My Name is Rachel Corrie

May 20 2008

My Name is Rachel Corrie, Belvoir Street Downstairs, May14-June 1, 2008; ph: (61 2) 9699 3444 or www.belvoir.com.au

The controversy surrounding the staging of My Name is Rachel Corrie has been extraordinary from the start. The playbegan as what they describe as an “editing” of Corrie’s own emails and journals by Guardianjournalist Katherine Viner and English star actor Alan Rickman, then became the biggest hit London’s Royal Court Theatre has ever experienced.

The fabled New York Theater Workshop then undertook to stage the one-woman play in New York in 2006 but pulled out at the last minute, citing difficulties with “contextualisation” of the piece.

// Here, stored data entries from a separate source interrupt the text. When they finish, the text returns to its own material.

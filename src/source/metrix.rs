//! Reader for Disc Golf Metrix JSON exports
//!
//! Three documents feed a draft:
//! - a competition result (`Competition.Results[]` with `UserID`, `Name`, `Sum`)
//! - a course (`RatingValue1/RatingResult1/RatingValue2/RatingResult2`, either
//!   on the course object or on its first `Tracks[]` entry)
//! - a rating list (`players[]` with `Name`, `Rating`)
//!
//! Any document may be wrapped in a CORS-proxy envelope whose `contents`
//! field holds the JSON as a string. Numbers are accepted as JSON numbers or
//! numeric strings. Shapes that cannot be recognized fail closed: a course
//! without usable anchors yields `None` rather than an error.

use crate::error::{DraftError, Result};
use crate::source::provider::ParticipantSource;
use crate::types::{ParticipantEntry, RatingAnchors};
use crate::utils::known_rating;
use async_trait::async_trait;
use serde_json::Value;
use std::collections::HashMap;
use std::path::{Path, PathBuf};
use tracing::{debug, warn};

/// Round results parsed from a competition export
#[derive(Debug, Clone, PartialEq)]
pub struct CompetitionExport {
    pub entries: Vec<ParticipantEntry>,
    pub course_id: Option<String>,
}

fn source_error(message: impl Into<String>) -> anyhow::Error {
    DraftError::SourceError {
        message: message.into(),
    }
    .into()
}

/// Parse a document, unwrapping a proxy envelope if present
fn parse_document(json: &str) -> Result<Value> {
    let value: Value =
        serde_json::from_str(json).map_err(|e| source_error(format!("Malformed JSON: {}", e)))?;

    match value.get("contents").and_then(Value::as_str) {
        Some(contents) => serde_json::from_str(contents)
            .map_err(|e| source_error(format!("Malformed proxied JSON: {}", e))),
        None => Ok(value),
    }
}

/// Read a number that may be encoded as a string; empty and null are absent
fn as_number(value: &Value) -> Option<f64> {
    match value {
        Value::Number(number) => number.as_f64(),
        Value::String(text) => text.trim().parse::<f64>().ok(),
        _ => None,
    }
    .filter(|n| n.is_finite())
}

fn as_identifier(value: &Value) -> Option<String> {
    match value {
        Value::String(text) if !text.is_empty() => Some(text.clone()),
        Value::Number(number) => Some(number.to_string()),
        _ => None,
    }
}

/// Parse a competition result export into round entries.
/// Players without a numeric `Sum` did not finish and are dropped.
pub fn parse_competition(json: &str) -> Result<CompetitionExport> {
    let document = parse_document(json)?;
    let competition = document
        .get("Competition")
        .filter(|c| c.is_object())
        .ok_or_else(|| source_error("Invalid competition data"))?;
    let results = competition
        .get("Results")
        .and_then(Value::as_array)
        .ok_or_else(|| source_error("No results found in this competition"))?;

    let mut entries = Vec::with_capacity(results.len());
    for result in results {
        let Some(name) = result.get("Name").and_then(Value::as_str) else {
            warn!("Skipping result without a name: {}", result);
            continue;
        };
        let Some(raw_score) = result.get("Sum").and_then(as_number) else {
            debug!("Skipping '{}' without a total score", name);
            continue;
        };
        let id = result
            .get("UserID")
            .and_then(as_identifier)
            .unwrap_or_else(|| name.to_string());

        entries.push(ParticipantEntry {
            id,
            name: name.to_string(),
            raw_score,
        });
    }

    Ok(CompetitionExport {
        entries,
        course_id: competition.get("CourseID").and_then(as_identifier),
    })
}

/// Locate the object carrying the rating parameters
fn anchor_holder(document: &Value) -> Option<&Value> {
    let course = document.get("course").unwrap_or(document);
    let has_params = |v: &Value| {
        v.get("RatingValue1").and_then(as_number).is_some()
            && v.get("RatingResult1").and_then(as_number).is_some()
    };

    if has_params(course) {
        return Some(course);
    }
    course
        .get("Tracks")
        .and_then(|tracks| tracks.get(0))
        .filter(|track| track.get("RatingValue1").and_then(as_number).is_some())
}

/// Parse a course export into rating anchors. Zero values are treated as
/// missing, matching how the rating service leaves parameters unset.
pub fn parse_course_anchors(json: &str) -> Result<Option<RatingAnchors>> {
    let document = parse_document(json)?;
    let Some(holder) = anchor_holder(&document) else {
        debug!("Course data carries no rating parameters");
        return Ok(None);
    };

    let field = |key: &str| holder.get(key).and_then(as_number).filter(|v| *v != 0.0);
    let anchors = match (
        field("RatingValue1"),
        field("RatingResult1"),
        field("RatingValue2"),
        field("RatingResult2"),
    ) {
        (Some(rating_low), Some(result_low), Some(rating_high), Some(result_high)) => Some(
            RatingAnchors::new(rating_low, result_low, rating_high, result_high),
        ),
        _ => {
            debug!("Course rating parameters are incomplete");
            None
        }
    };

    Ok(anchors)
}

/// Parse a rating list into prior ratings by exact name. Unrated players
/// (rating 0) are left out; for duplicate names the first entry wins.
pub fn parse_rating_list(json: &str) -> Result<HashMap<String, f64>> {
    let document = parse_document(json)?;
    let players = document
        .get("players")
        .and_then(Value::as_array)
        .ok_or_else(|| source_error("Rating list has no players"))?;

    let mut ratings = HashMap::new();
    for player in players {
        let Some(name) = player.get("Name").and_then(Value::as_str) else {
            continue;
        };
        if let Some(rating) = player
            .get("Rating")
            .and_then(as_number)
            .and_then(known_rating)
        {
            ratings.entry(name.to_string()).or_insert(rating);
        }
    }

    Ok(ratings)
}

/// Participant source backed by exported JSON files
#[derive(Debug, Clone)]
pub struct MetrixExportSource {
    results_path: PathBuf,
    course_path: Option<PathBuf>,
    ratings_path: Option<PathBuf>,
}

impl MetrixExportSource {
    pub fn new(results_path: impl Into<PathBuf>) -> Self {
        Self {
            results_path: results_path.into(),
            course_path: None,
            ratings_path: None,
        }
    }

    pub fn with_course(mut self, path: impl Into<PathBuf>) -> Self {
        self.course_path = Some(path.into());
        self
    }

    pub fn with_ratings(mut self, path: impl Into<PathBuf>) -> Self {
        self.ratings_path = Some(path.into());
        self
    }

    async fn read(path: &Path) -> Result<String> {
        tokio::fs::read_to_string(path)
            .await
            .map_err(|e| source_error(format!("Failed to read {}: {}", path.display(), e)))
    }
}

#[async_trait]
impl ParticipantSource for MetrixExportSource {
    async fn fetch_entries(&self) -> Result<Vec<ParticipantEntry>> {
        let export = parse_competition(&Self::read(&self.results_path).await?)?;
        if let Some(course_id) = &export.course_id {
            debug!("Competition was played on course {}", course_id);
        }
        Ok(export.entries)
    }

    async fn fetch_anchors(&self) -> Result<Option<RatingAnchors>> {
        match &self.course_path {
            Some(path) => parse_course_anchors(&Self::read(path).await?),
            None => Ok(None),
        }
    }

    async fn fetch_baseline_ratings(&self) -> Result<HashMap<String, f64>> {
        match &self.ratings_path {
            Some(path) => parse_rating_list(&Self::read(path).await?),
            None => Ok(HashMap::new()),
        }
    }
}

#[cfg(test)]
mod tests {
    use super::*;
    use std::io::Write;

    const COMPETITION: &str = r#"{
        "Competition": {
            "Name": "Tuesday Doubles",
            "CourseID": 4471,
            "Results": [
                {"UserID": "101", "Name": "Ada Lovelace", "Sum": 52},
                {"UserID": 102, "Name": "Bo Diddley", "Sum": "55"},
                {"UserID": "103", "Name": "Cy Young", "Sum": null},
                {"UserID": "104", "Name": "Di Prince", "Sum": ""},
                {"Name": "Ed Walk-on", "Sum": 60}
            ]
        }
    }"#;

    #[test]
    fn test_parse_competition() {
        let export = parse_competition(COMPETITION).unwrap();

        assert_eq!(export.course_id.as_deref(), Some("4471"));
        let names: Vec<_> = export.entries.iter().map(|e| e.name.as_str()).collect();
        assert_eq!(names, vec!["Ada Lovelace", "Bo Diddley", "Ed Walk-on"]);
        assert_eq!(export.entries[0].id, "101");
        assert_eq!(export.entries[1].id, "102");
        assert_eq!(export.entries[1].raw_score, 55.0);
        assert_eq!(export.entries[2].id, "Ed Walk-on");
    }

    #[test]
    fn test_parse_proxied_competition() {
        let wrapped = serde_json::json!({ "contents": COMPETITION }).to_string();
        let export = parse_competition(&wrapped).unwrap();
        assert_eq!(export.entries.len(), 3);
    }

    #[test]
    fn test_invalid_competition_shapes() {
        assert!(parse_competition(r#"{"Errors": ["not found"]}"#).is_err());
        assert!(parse_competition(r#"{"Competition": {"Name": "x"}}"#).is_err());
        assert!(parse_competition("not json").is_err());
    }

    #[test]
    fn test_anchors_on_course_root() {
        let json = r#"{"course": {"RatingValue1": "950", "RatingResult1": "54",
                       "RatingValue2": 1000, "RatingResult2": 50}}"#;
        let anchors = parse_course_anchors(json).unwrap().unwrap();
        assert_eq!(anchors, RatingAnchors::new(950.0, 54.0, 1000.0, 50.0));
    }

    #[test]
    fn test_anchors_on_first_track() {
        let json = r#"{"Name": "Riverside", "Tracks": [
                        {"RatingValue1": 940, "RatingResult1": 57,
                         "RatingValue2": 1010, "RatingResult2": 49},
                        {"RatingValue1": 1, "RatingResult1": 1,
                         "RatingValue2": 2, "RatingResult2": 2}
                      ]}"#;
        let anchors = parse_course_anchors(json).unwrap().unwrap();
        assert_eq!(anchors, RatingAnchors::new(940.0, 57.0, 1010.0, 49.0));
    }

    #[test]
    fn test_missing_anchors_fail_closed() {
        assert_eq!(parse_course_anchors(r#"{"course": {"Name": "x"}}"#).unwrap(), None);
        assert_eq!(
            parse_course_anchors(
                r#"{"RatingValue1": 950, "RatingResult1": 54, "RatingValue2": 0, "RatingResult2": 50}"#
            )
            .unwrap(),
            None
        );
    }

    #[test]
    fn test_parse_rating_list() {
        let json = r#"{"players": [
            {"Name": "Ada Lovelace", "Rating": 912},
            {"Name": "Bo Diddley", "Rating": "0"},
            {"Name": "Ada Lovelace", "Rating": 700},
            {"Name": "Cy Young"}
        ]}"#;
        let ratings = parse_rating_list(json).unwrap();

        assert_eq!(ratings.len(), 1);
        assert_eq!(ratings.get("Ada Lovelace"), Some(&912.0));
    }

    #[tokio::test]
    async fn test_export_source_reads_files() {
        let mut results = tempfile::NamedTempFile::new().unwrap();
        results.write_all(COMPETITION.as_bytes()).unwrap();
        let mut course = tempfile::NamedTempFile::new().unwrap();
        course
            .write_all(br#"{"RatingValue1": 950, "RatingResult1": 54, "RatingValue2": 1000, "RatingResult2": 50}"#)
            .unwrap();
        let mut ratings = tempfile::NamedTempFile::new().unwrap();
        ratings
            .write_all(br#"{"players": [{"Name": "Ada Lovelace", "Rating": 900}]}"#)
            .unwrap();

        let source = MetrixExportSource::new(results.path())
            .with_course(course.path())
            .with_ratings(ratings.path());

        let entries = source.fetch_entries().await.unwrap();
        assert_eq!(entries.len(), 3);
        assert!(source.fetch_anchors().await.unwrap().is_some());
        assert_eq!(
            source.fetch_baseline_ratings().await.unwrap().get("Ada Lovelace"),
            Some(&900.0)
        );
    }

    #[tokio::test]
    async fn test_export_source_without_optional_files() {
        let mut results = tempfile::NamedTempFile::new().unwrap();
        results.write_all(COMPETITION.as_bytes()).unwrap();

        let source = MetrixExportSource::new(results.path());
        assert_eq!(source.fetch_anchors().await.unwrap(), None);
        assert!(source.fetch_baseline_ratings().await.unwrap().is_empty());

        let missing = MetrixExportSource::new("/nonexistent/results.json");
        assert!(missing.fetch_entries().await.is_err());
    }
}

Other productions in the United States have been similarly dogged by mysterious re-thinks.

And now an independent production in Sydney has been hysterically attacked in the opinion pages of no less than The Australian on the day of its opening performance under the headline “Roll up for the show trial with the Jews in the dock”.

What did Rachel Corrie do to generate such hatred and such a concentrated and determined smear campaign? She was an American girl from Oregon whose lifelong commitment to peace and international understanding finally took her to Gaza at the age of 23. There she saw for herself what was happening to the Palestinians at the hands of the Israeli military.

She wrote about what she saw, trying to convey her understanding of the truth to parents and family back home whose only other source of information about the conflict is the worldwide and extremely effective Zionist propaganda machine that is also responsible for the censorship and smears mentioned above.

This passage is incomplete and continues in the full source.